Instructions to follow: Please transcribe every record below exactly as it appears.

╭──

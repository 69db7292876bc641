use geo_types::Coord;
#[cfg(feature = "parallel")]
use rayon::prelude::*;

use super::hot_pixel::HotPixelIndex;
use crate::algorithm::IntersectionStats;
use crate::error::{NodingError, Result};
use crate::noding::intersection_adder::{apply_events, find_intersections, NodeEvent};
use crate::noding::{split_all, Noder, NodedSegmentString};
use crate::precision::PrecisionModel;

/// Phase of a snap-rounding run.
#[derive(Clone, Copy, Debug, PartialEq, Eq)]
pub enum NodingState {
    /// Strings carry only their boundary nodes.
    Initial,
    /// Exact intersections are being added as nodes.
    Finding,
    /// Nodes are being rounded to the grid.
    Rounding,
    /// Segments are re-tested against hot pixels until no node is added.
    Rescanning,
    /// Node lists are closed under rounding; substrings may be taken.
    Complete,
}

/// What happened during the last `compute_nodes` call.
#[derive(Clone, Debug, Default, PartialEq)]
pub struct SnapRoundingReport {
    /// Rescan passes run.
    pub passes: usize,
    /// Nodes added by each rescan pass, in order.
    pub nodes_added_per_pass: Vec<usize>,
    /// False if the pass ceiling was reached while nodes were still being added.
    pub converged: bool,
    pub interior_intersections: usize,
    pub hot_pixels: usize,
    /// Input strings that rounded to a single point and were dropped.
    pub collapsed_strings: usize,
    pub intersection_stats: IntersectionStats,
}

/// Iterated snap-rounding noder.
///
/// Intersections are found exactly, rounded to the precision grid, and every
/// segment is then re-noded at each hot pixel it passes through. Later passes
/// test the snapped fragments rather than the original segments, which
/// catches crossings created by the snapping itself. The loop ends when a
/// pass adds no node, or after `max_passes` passes; in the latter case the
/// best-effort result is kept and [`SnapRoundingReport::converged`] is false.
pub struct SnapRoundingNoder<D = ()> {
    precision: PrecisionModel,
    max_passes: usize,
    state: NodingState,
    strings: Option<Vec<NodedSegmentString<D>>>,
    report: SnapRoundingReport,
}

impl<D> SnapRoundingNoder<D> {
    pub const DEFAULT_MAX_PASSES: usize = 10;

    pub fn new(precision: PrecisionModel) -> Self {
        Self {
            precision,
            max_passes: Self::DEFAULT_MAX_PASSES,
            state: NodingState::Initial,
            strings: None,
            report: SnapRoundingReport::default(),
        }
    }

    pub fn with_max_passes(mut self, max_passes: usize) -> Result<Self> {
        if max_passes == 0 {
            return Err(NodingError::InvalidConfiguration(
                "max_passes must be at least 1".to_string(),
            ));
        }
        self.max_passes = max_passes;
        Ok(self)
    }

    pub fn precision(&self) -> &PrecisionModel {
        &self.precision
    }

    pub fn max_passes(&self) -> usize {
        self.max_passes
    }

    pub fn state(&self) -> NodingState {
        self.state
    }

    pub fn report(&self) -> &SnapRoundingReport {
        &self.report
    }

    /// The strings of the last run with their node lists, before splitting.
    pub fn noded_strings(&self) -> Option<&[NodedSegmentString<D>]> {
        self.strings.as_deref()
    }

    /// Makes every vertex precise, removing repeated points. Strings that
    /// collapse to a point are dropped.
    fn round_vertices(&mut self, strings: Vec<NodedSegmentString<D>>) -> Vec<NodedSegmentString<D>> {
        if self.precision.is_floating() {
            return strings;
        }
        let mut out = Vec::with_capacity(strings.len());
        for ss in strings {
            let mut rounded: Vec<Coord<f64>> =
                ss.coords().iter().map(|c| self.precision.make_precise(*c)).collect();
            rounded.dedup();
            if rounded.as_slice() == ss.coords() {
                out.push(ss);
                continue;
            }
            let (_, data) = ss.into_parts();
            match NodedSegmentString::new(rounded, data) {
                Ok(r) => out.push(r),
                Err(_) => {
                    self.report.collapsed_strings += 1;
                    log::debug!("input string collapsed to a point under {:?}", self.precision);
                }
            }
        }
        out
    }

    fn find_interior_intersections(&mut self, strings: &mut [NodedSegmentString<D>]) {
        let adder = {
            let coords: Vec<&[Coord<f64>]> = strings.iter().map(|s| s.coords()).collect();
            find_intersections(&coords)
        };
        let added = apply_events(strings, &adder.events);
        self.report.interior_intersections = adder.interior_intersections;
        self.report.intersection_stats = adder.stats();
        log::debug!(
            "snap-rounding: {} interior intersections, {} nodes added",
            adder.interior_intersections,
            added
        );
        if adder.stats().ambiguous > 0 {
            log::warn!(
                "{} segment pairs had unresolvable orientation and were treated as disjoint",
                adder.stats().ambiguous
            );
        }
    }

    fn build_hot_pixels(&self, strings: &[NodedSegmentString<D>]) -> HotPixelIndex {
        let centres = strings.iter().flat_map(|s| {
            s.coords()
                .iter()
                .copied()
                .chain(s.node_list().iter().map(|n| n.coord))
        });
        HotPixelIndex::build(centres, &self.precision)
    }

    /// One rescan pass. The first pass tests the original segments, later
    /// passes the snapped fragments. Returns the number of nodes added.
    fn rescan(&self, strings: &mut [NodedSegmentString<D>], pixels: &HotPixelIndex, pass: usize) -> usize {
        let segments: Vec<Vec<(usize, Coord<f64>, Coord<f64>)>> = strings
            .iter()
            .map(|s| {
                if pass == 1 {
                    (0..s.segment_count())
                        .map(|i| (i, s.coords()[i], s.coords()[i + 1]))
                        .collect()
                } else {
                    s.fragments()
                        .into_iter()
                        .map(|f| (f.segment_index, f.start, f.end))
                        .collect()
                }
            })
            .collect();

        let snap_string = |(string, segs): (usize, &Vec<(usize, Coord<f64>, Coord<f64>)>)| {
            let mut events = Vec::new();
            for &(segment, p0, p1) in segs {
                for pixel in pixels.intersecting(p0, p1) {
                    events.push(NodeEvent {
                        string,
                        segment,
                        coord: pixel.centre(),
                    });
                }
            }
            events
        };

        #[cfg(feature = "parallel")]
        let events: Vec<NodeEvent> = segments
            .par_iter()
            .enumerate()
            .flat_map_iter(snap_string)
            .collect();

        #[cfg(not(feature = "parallel"))]
        let events: Vec<NodeEvent> = segments
            .iter()
            .enumerate()
            .flat_map(snap_string)
            .collect();

        apply_events(strings, &events)
    }
}

impl<D: Clone> Noder<D> for SnapRoundingNoder<D> {
    fn compute_nodes(&mut self, strings: Vec<NodedSegmentString<D>>) -> Result<()> {
        self.report = SnapRoundingReport::default();
        self.strings = None;

        self.state = NodingState::Initial;
        let mut strings = self.round_vertices(strings);

        self.state = NodingState::Finding;
        self.find_interior_intersections(&mut strings);

        self.state = NodingState::Rounding;
        for ss in strings.iter_mut() {
            ss.round_nodes(&self.precision);
        }
        let pixels = self.build_hot_pixels(&strings);
        self.report.hot_pixels = pixels.len();

        self.state = NodingState::Rescanning;
        let mut converged = false;
        for pass in 1..=self.max_passes {
            let added = self.rescan(&mut strings, &pixels, pass);
            self.report.passes = pass;
            self.report.nodes_added_per_pass.push(added);
            log::debug!("snap-rounding pass {}: {} nodes added", pass, added);
            if added == 0 {
                converged = true;
                break;
            }
        }
        self.report.converged = converged;
        if !converged {
            log::warn!(
                "snap-rounding did not converge after {} passes; returning best-effort noding",
                self.max_passes
            );
        }

        self.state = NodingState::Complete;
        self.strings = Some(strings);
        Ok(())
    }

    fn noded_substrings(&mut self) -> Result<Vec<NodedSegmentString<D>>> {
        let strings = self.strings.take().ok_or(NodingError::NotComputed)?;
        Ok(split_all(strings))
    }
}

#[cfg(test)]
#[path = "snap_rounder_tests.rs"]
mod tests;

╰──

Answer space:
repository 69db7292876bc641
use geo_types::Coord;
#[cfg(feature = "parallel")]
use rayon::prelude::*;

use super::hot_pixel::HotPixelIndex;
use crate::algorithm::IntersectionStats;
use crate::error::{NodingError, Result};
use crate::noding::intersection_adder::{apply_events, find_intersections, NodeEvent};
use crate::noding::{split_all, Noder, NodedSegmentString};
use crate::precision::PrecisionModel;

/// Phase of a snap-rounding run.
#[derive(Clone, Copy, Debug, PartialEq, Eq)]
pub enum NodingState {
    /// Strings carry only their boundary nodes.
    Initial,
    /// Exact intersections are being added as nodes.
    Finding,
    /// Nodes are being rounded to the grid.
    Rounding,
    /// Segments are re-tested against hot pixels until no node is added.
    Rescanning,
    /// Node lists are closed under rounding; substrings may be taken.
    Complete,
}

/// What happened during the last `compute_nodes` call.
#[derive(Clone, Debug, Default, PartialEq)]
pub struct SnapRoundingReport {
    /// Rescan passes run.
    pub passes: usize,
    /// Nodes added by each rescan pass, in order.
    pub nodes_added_per_pass: Vec<usize>,
    /// False if the pass ceiling was reached while nodes were still being added.
    pub converged: bool,
    pub interior_intersections: usize,
    pub hot_pixels: usize,
    /// Input strings that rounded to a single point and were dropped.
    pub collapsed_strings: usize,
    pub intersection_stats: IntersectionStats,
}

/// Iterated snap-rounding noder.
///
/// Intersections are found exactly, rounded to the precision grid, and every
/// segment is then re-noded at each hot pixel it passes through. Later passes
/// test the snapped fragments rather than the original segments, which
/// catches crossings created by the snapping itself. The loop ends when a
/// pass adds no node, or after `max_passes` passes; in the latter case the
/// best-effort result is kept and [`SnapRoundingReport::converged`] is false.
pub struct SnapRoundingNoder<D = ()> {
    precision: PrecisionModel,
    max_passes: usize,
    state: NodingState,
    strings: Option<Vec<NodedSegmentString<D>>>,
    report: SnapRoundingReport,
}

impl<D> SnapRoundingNoder<D> {
    pub const DEFAULT_MAX_PASSES: usize = 10;

    pub fn new(precision: PrecisionModel) -> Self {
        Self {
            precision,
            max_passes: Self::DEFAULT_MAX_PASSES,
            state: NodingState::Initial,
            strings: None,
            report: SnapRoundingReport::default(),
        }
    }

    pub fn with_max_passes(mut self, max_passes: usize) -> Result<Self> {
        if max_passes == 0 {
            return Err(NodingError::InvalidConfiguration(
                "max_passes must be at least 1".to_string(),
            ));
        }
        self.max_passes = max_passes;
        Ok(self)
    }

    pub fn precision(&self) -> &PrecisionModel {
        &self.precision
    }

    pub fn max_passes(&self) -> usize {
        self.max_passes
    }

    pub fn state(&self) -> NodingState {
        self.state
    }

    pub fn report(&self) -> &SnapRoundingReport {
        &self.report
    }

    /// The strings of the last run with their node lists, before splitting.
    pub fn noded_strings(&self) -> Option<&[NodedSegmentString<D>]> {
        self.strings.as_deref()
    }

    /// Makes every vertex precise, removing repeated points. Strings that
    /// collapse to a point are dropped.
    fn round_vertices(&mut self, strings: Vec<NodedSegmentString<D>>) -> Vec<NodedSegmentString<D>> {
        if self.precision.is_floating() {
            return strings;
        }
        let mut out = Vec::with_capacity(strings.len());
        for ss in strings {
            let mut rounded: Vec<Coord<f64>> =
                ss.coords().iter().map(|c| self.precision.make_precise(*c)).collect();
            rounded.dedup();
            if rounded.as_slice() == ss.coords() {
                out.push(ss);
                continue;
            }
            let (_, data) = ss.into_parts();
            match NodedSegmentString::new(rounded, data) {
                Ok(r) => out.push(r),
                Err(_) => {
                    self.report.collapsed_strings += 1;
                    log::debug!("input string collapsed to a point under {:?}", self.precision);
                }
            }
        }
        out
    }

    fn find_interior_intersections(&mut self, strings: &mut [NodedSegmentString<D>]) {
        let adder = {
            let coords: Vec<&[Coord<f64>]> = strings.iter().map(|s| s.coords()).collect();
            find_intersections(&coords)
        };
        let added = apply_events(strings, &adder.events);
        self.report.interior_intersections = adder.interior_intersections;
        self.report.intersection_stats = adder.stats();
        log::debug!(
            "snap-rounding: {} interior intersections, {} nodes added",
            adder.interior_intersections,
            added
        );
        if adder.stats().ambiguous > 0 {
            log::warn!(
                "{} segment pairs had unresolvable orientation and were treated as disjoint",
                adder.stats().ambiguous
            );
        }
    }

    fn build_hot_pixels(&self, strings: &[NodedSegmentString<D>]) -> HotPixelIndex {
        let centres = strings.iter().flat_map(|s| {
            s.coords()
                .iter()
                .copied()
                .chain(s.node_list().iter().map(|n| n.coord))
        });
        HotPixelIndex::build(centres, &self.precision)
    }

    /// One rescan pass. The first pass tests the original segments, later
    /// passes the snapped fragments. Returns the number of nodes added.
    fn rescan(&self, strings: &mut [NodedSegmentString<D>], pixels: &HotPixelIndex, pass: usize) -> usize {
        let segments: Vec<Vec<(usize, Coord<f64>, Coord<f64>)>> = strings
            .iter()
            .map(|s| {
                if pass == 1 {
                    (0..s.segment_count())
                        .map(|i| (i, s.coords()[i], s.coords()[i + 1]))
                        .collect()
                } else {
                    s.fragments()
                        .into_iter()
                        .map(|f| (f.segment_index, f.start, f.end))
                        .collect()
                }
            })
            .collect();

        let snap_string = |(string, segs): (usize, &Vec<(usize, Coord<f64>, Coord<f64>)>)| {
            let mut events = Vec::new();
            for &(segment, p0, p1) in segs {
                for pixel in pixels.intersecting(p0, p1) {
                    events.push(NodeEvent {
                        string,
                        segment,
                        coord: pixel.centre(),
                    });
                }
            }
            events
        };

        #[cfg(feature = "parallel")]
        let events: Vec<NodeEvent> = segments
            .par_iter()
            .enumerate()
            .flat_map_iter(snap_string)
            .collect();

        #[cfg(not(feature = "parallel"))]
        let events: Vec<NodeEvent> = segments
            .iter()
            .enumerate()
            .flat_map(snap_string)
            .collect();

        apply_events(strings, &events)
    }
}

impl<D: Clone> Noder<D> for SnapRoundingNoder<D> {
    fn compute_nodes(&mut self, strings: Vec<NodedSegmentString<D>>) -> Result<()> {
        self.report = SnapRoundingReport::default();
        self.strings = None;

        self.state = NodingState::Initial;
        let mut strings = self.round_vertices(strings);

        self.state = NodingState::Finding;
        self.find_interior_intersections(&mut strings);

        self.state = NodingState::Rounding;
        for ss in strings.iter_mut() {
            ss.round_nodes(&self.precision);
        }
        let pixels = self.build_hot_pixels(&strings);
        self.report.hot_pixels = pixels.len();

        self.state = NodingState::Rescanning;
        let mut converged = false;
        for pass in 1..=self.max_passes {
            let added = self.rescan(&mut strings, &pixels, pass);
            self.report.passes = pass;
            self.report.nodes_added_per_pass.push(added);
            log::debug!("snap-rounding pass {}: {} nodes added", pass, added);
            if added == 0 {
                converged = true;
                break;
            }
        }
        self.report.converged = converged;
        if !converged {
            log::warn!(
                "snap-rounding did not converge after {} passes; returning best-effort noding",
                self.max_passes
            );
        }

        self.state = NodingState::Complete;
        self.strings = Some(strings);
        Ok(())
    }

    fn noded_substrings(&mut self) -> Result<Vec<NodedSegmentString<D>>> {
        let strings = self.strings.take().ok_or(NodingError::NotComputed)?;
        Ok(split_all(strings))
    }
}

#[cfg(test)]
#[path = "snap_rounder_tests.rs"]
mod tests;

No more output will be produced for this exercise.